FareShare
- Formation: 2000
- Headquarters: 1–7 South Audley St, Abbotsford
- Location: Abbotsford, Victoria, Australia;
- Chief Executive Officer: Marcus Godinho
- Key people: David Harris (President), Sandy Dudakov (Vice-President), Marcus Godinho, Kellie Watson, Lucy Farmer, Fiona Maxwell, Brian Scammell, Crickette DerJeu, Patrick Lanyon, Rosemary Kelly, James Fien
- Staff: 35
- Website: www.fareshare.net.au

= FareShare (Australia) =

Australian not-for-profit organisation

FareShare is an Australian not-for-profit food rescue organisation that operates Australia's largest charity kitchens located in Melbourne and Brisbane. Its mission is to mobilise volunteers to cook delicious, free meals from rescued, donated and homegrown ingredients to improve the lives of Australians in hardship.

FareShare's healthy, balanced and ready-to-eat meals are provided free to frontline food relief charities to boost the health and wellbeing of people unable to access or afford meals or who may lack the facilities or capability to cook for themselves.

In Melbourne, with the help of hundreds of regular volunteers guided by experienced chefs, FareShare cooks thousands of meals every day for charities such as soup vans, homeless shelters, women’s refuges and community food banks. Thousands of corporate (team) volunteers and secondary school students contribute to this mission every year.

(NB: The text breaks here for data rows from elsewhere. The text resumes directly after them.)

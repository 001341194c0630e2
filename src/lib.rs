pub mod config;
pub mod errors;
pub mod playback;
pub mod server;
pub mod types;

pub use config::{ServerArgs, ServerConfig};
pub use errors::PlaybackError;
pub use playback::commands::ControlCommand;
pub use playback::state::StateStore;
pub use server::{AppState, build_router, run};
pub use types::{PlaybackState, SessionId};
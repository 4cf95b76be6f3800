//! Script event types.

use thiserror::Error;

use crate::form::{FormEngine, SubmissionResult};

/// An input event coming from the presentation layer
#[derive(Debug, Clone, PartialEq, Eq)]
pub enum InputEvent {
    EmailChanged(String),
    PasswordChanged(String),
    Submit,
}

impl InputEvent {
    /// Feed this event to the engine
    pub fn apply(&self, engine: &mut FormEngine) -> Option<SubmissionResult> {
        match self {
            InputEvent::EmailChanged(text) => {
                engine.on_email_changed(text.as_str());
                None
            }
            InputEvent::PasswordChanged(text) => {
                engine.on_password_changed(text.as_str());
                None
            }
            InputEvent::Submit => Some(engine.on_submit()),
        }
    }
}

/// A parsed script line
#[derive(Debug, Clone, PartialEq, Eq)]
pub enum ParsedLine {
    Event(InputEvent),
    /// A `#` comment line
    Comment,
    /// An empty or whitespace-only line
    Empty,
}

#[derive(Debug, Clone, PartialEq, Eq, Error)]
pub enum ScriptError {
    #[error("line {line}: unknown keyword '{keyword}' (expected email, password or submit)")]
    UnknownKeyword { line: usize, keyword: String },
    #[error("line {line}: '{keyword}' does not take an argument")]
    UnexpectedArgument { line: usize, keyword: String },
}
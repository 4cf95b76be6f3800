//! Listener registry used for the engine's outputs.

use std::fmt;

/// Handle returned when registering a listener; pass it back to unsubscribe
#[derive(Debug, Clone, Copy, PartialEq, Eq, Hash)]
pub struct Subscription(u64);

impl Subscription {
    pub(crate) fn new(id: u64) -> Self {
        Self(id)
    }
}

type Listener<T> = Box<dyn FnMut(&T)>;

/// Ordered set of listeners notified synchronously
pub struct Observers<T> {
    listeners: Vec<(Subscription, Listener<T>)>,
}

impl<T> Default for Observers<T> {
    fn default() -> Self {
        Self::new()
    }
}

impl<T> fmt::Debug for Observers<T> {
    fn fmt(&self, f: &mut fmt::Formatter<'_>) -> fmt::Result {
        f.debug_struct("Observers")
            .field("len", &self.listeners.len())
            .finish()
    }
}

impl<T> Observers<T> {
    pub fn new() -> Self {
        Self {
            listeners: Vec::new(),
        }
    }

    pub fn add(&mut self, subscription: Subscription, listener: Listener<T>) {
        self.listeners.push((subscription, listener));
    }

    /// Remove a listener, returning whether it was registered here
    pub fn remove(&mut self, subscription: Subscription) -> bool {
        let before = self.listeners.len();
        self.listeners.retain(|(s, _)| *s != subscription);
        self.listeners.len() != before
    }

    /// Call every listener, in registration order
    pub fn notify(&mut self, value: &T) {
        for (_, listener) in &mut self.listeners {
            listener(value);
        }
    }

    pub fn len(&self) -> usize {
        self.listeners.len()
    }

    pub fn is_empty(&self) -> bool {
        self.listeners.is_empty()
    }
}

FareShare also grows its own vegetables at three kitchen gardens to boost the nutrition content and diversity of its meals. The largest of these is operated on a family farm where FareShare has approximately two acres of beds under cultivation.

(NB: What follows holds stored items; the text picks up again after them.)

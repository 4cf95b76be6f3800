//! Form Engine
//!
//! Turns field edits and submit taps into derived UI state. Every event is
//! handled to completion, listeners are called synchronously, and the only
//! retained input is the latest value of each field.

use anyhow::{Context, Result};

use crate::auth::{Authenticator, Credentials, StaticAuthenticator};
use crate::config::Config;
use crate::form::observer::{Observers, Subscription};
use crate::form::state::{EngineOutput, InputState, Phase, SubmissionResult};
use crate::validation::{self, EmailValidator, ValidationResult};

/// Message shown when the authentication check rejects the credentials
pub const DEFAULT_FAILURE_MESSAGE: &str = "Login failed. Check your e-mail and password.";

/// Validation and submission state machine for the login form
pub struct FormEngine {
    emails: EmailValidator,
    authenticator: Box<dyn Authenticator>,
    failure_message: String,
    input: InputState,
    output: EngineOutput,
    phase: Phase,
    submissions: u64,
    next_subscription: u64,
    state_listeners: Observers<EngineOutput>,
    login_listeners: Observers<()>,
}

impl std::fmt::Debug for FormEngine {
    fn fmt(&self, f: &mut std::fmt::Formatter<'_>) -> std::fmt::Result {
        f.debug_struct("FormEngine")
            .field("input", &self.input)
            .field("output", &self.output)
            .field("phase", &self.phase)
            .field("submissions", &self.submissions)
            .field("state_listeners", &self.state_listeners)
            .field("login_listeners", &self.login_listeners)
            .finish_non_exhaustive()
    }
}

impl Default for FormEngine {
    fn default() -> Self {
        Self::new(EmailValidator::default(), StaticAuthenticator::default())
    }
}

impl FormEngine {
    pub fn new(emails: EmailValidator, authenticator: impl Authenticator + 'static) -> Self {
        Self {
            emails,
            authenticator: Box::new(authenticator),
            failure_message: DEFAULT_FAILURE_MESSAGE.to_string(),
            input: InputState::default(),
            output: EngineOutput::default(),
            phase: Phase::Editing,
            submissions: 0,
            next_subscription: 0,
            state_listeners: Observers::new(),
            login_listeners: Observers::new(),
        }
    }

    /// Build an engine from effective configuration.
    ///
    /// Fails if the configured e-mail pattern does not compile, so that no
    /// event call ever has to deal with it.
    pub fn from_config(config: &Config) -> Result<Self> {
        let emails = EmailValidator::new(&config.email_pattern)
            .with_context(|| format!("Invalid e-mail pattern '{}'", config.email_pattern))?;

        Ok(
            Self::new(emails, StaticAuthenticator::new(config.auth_outcome))
                .with_failure_message(config.failure_message.clone()),
        )
    }

    pub fn with_failure_message(mut self, message: impl Into<String>) -> Self {
        self.failure_message = message.into();
        self
    }

    pub fn on_email_changed(&mut self, text: impl Into<String>) {
        self.input.email = text.into();
        log::debug!("email changed: {:?}", self.input.email);
        self.recompute();
    }

    pub fn on_password_changed(&mut self, text: impl Into<String>) {
        self.input.password = text.into();
        log::debug!("password changed (length {})", self.input.password.len());
        self.recompute();
    }

    /// Authenticate the fields as they are right now.
    ///
    /// Accepted whatever the validation state is, including empty fields.
    /// Publishes exactly one state update, followed by a login notification
    /// when the check succeeded.
    pub fn on_submit(&mut self) -> SubmissionResult {
        self.phase = Phase::Submitting;
        log::debug!("phase -> {:?}", self.phase);

        let credentials = Credentials {
            email: &self.input.email,
            password: &self.input.password,
        };
        let outcome = self.authenticator.authenticate(&credentials);
        self.submissions += 1;

        let succeeded = match outcome {
            Ok(()) => {
                log::info!("login succeeded for {:?}", self.input.email);
                self.output.set_message(String::new());
                true
            }
            Err(e) => {
                log::warn!("login failed for {:?}: {}", self.input.email, e);
                self.output.set_message(self.failure_message.clone());
                false
            }
        };

        self.phase = Phase::Editing;
        log::debug!("phase -> {:?}", self.phase);

        self.state_listeners.notify(&self.output);
        if succeeded {
            self.login_listeners.notify(&());
        }

        SubmissionResult { succeeded }
    }

    /// Register a state listener.
    ///
    /// The listener is called right away with the current output, then after
    /// every event.
    pub fn subscribe(&mut self, listener: impl FnMut(&EngineOutput) + 'static) -> Subscription {
        let subscription = self.allocate_subscription();
        let mut listener = listener;
        listener(&self.output);
        self.state_listeners.add(subscription, Box::new(listener));
        subscription
    }

    /// Register a listener for successful logins. Past logins are not replayed.
    pub fn on_login_succeeded(&mut self, listener: impl FnMut() + 'static) -> Subscription {
        let subscription = self.allocate_subscription();
        let mut listener = listener;
        self.login_listeners
            .add(subscription, Box::new(move |_: &()| listener()));
        subscription
    }

    pub fn unsubscribe(&mut self, subscription: Subscription) -> bool {
        self.state_listeners.remove(subscription) || self.login_listeners.remove(subscription)
    }

    /// Number of registered state and login listeners
    pub fn listener_count(&self) -> usize {
        self.state_listeners.len() + self.login_listeners.len()
    }

    pub fn output(&self) -> &EngineOutput {
        &self.output
    }

    pub fn input(&self) -> &InputState {
        &self.input
    }

    /// Current phase; always `Editing` between calls
    pub fn phase(&self) -> Phase {
        self.phase
    }

    /// Number of completed submissions
    pub fn submissions(&self) -> u64 {
        self.submissions
    }

    /// Validation of the current input, independent of any submit result
    pub fn validation(&self) -> ValidationResult {
        validation::validate(&self.input, &self.emails)
    }

    fn recompute(&mut self) {
        let result = validation::validate(&self.input, &self.emails);
        self.output.set_message(result.message);
        self.output.submit_enabled = validation::submit_enabled(&self.input);
        self.state_listeners.notify(&self.output);
    }

    fn allocate_subscription(&mut self) -> Subscription {
        let subscription = Subscription::new(self.next_subscription);
        self.next_subscription += 1;
        subscription
    }
}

FareShare’s production kitchen in Brisbane was established in 2018 harnessing food provided by Foodbank Queensland to cook meals for Queenslanders experiencing hardship and crisis.

FareShare is a charity and relies on the support of philanthropic foundations, businesses and individual donors to rescue food and cook meals.

==History==
How FareShare Started. In 2000, a pastry chef called Guido Pozzebon "'One Umbrella'started cooking 300 pies every Saturday morning for the Salvation Army and St Vincent de Paul. Guido and a group of friends would meet at the RACV Club and use surplus food accumulated over the week to cook savoury pastries.

Steven Kolt, a Jewish Aid Australia member, knew of the work of City Harvest, an organisation that rescues food for the needy of New York City. As a result, Melbourne City Harvest began in 2001, rescuing food that would otherwise be wasted. Prepared meals were collected from function halls and catering venues.

In late 2001, Melbourne City Harvest and One Umbrella decided to merge.

One Umbrella then lobbied for the creation of Victoria's "Good Samaritan Act" which provides legal protection to those who act in good faith by donating food to charities.

In 2008, One Umbrella changed its name to FareShare and, for the first time, opened its own kitchen in Abbotsford, Victoria.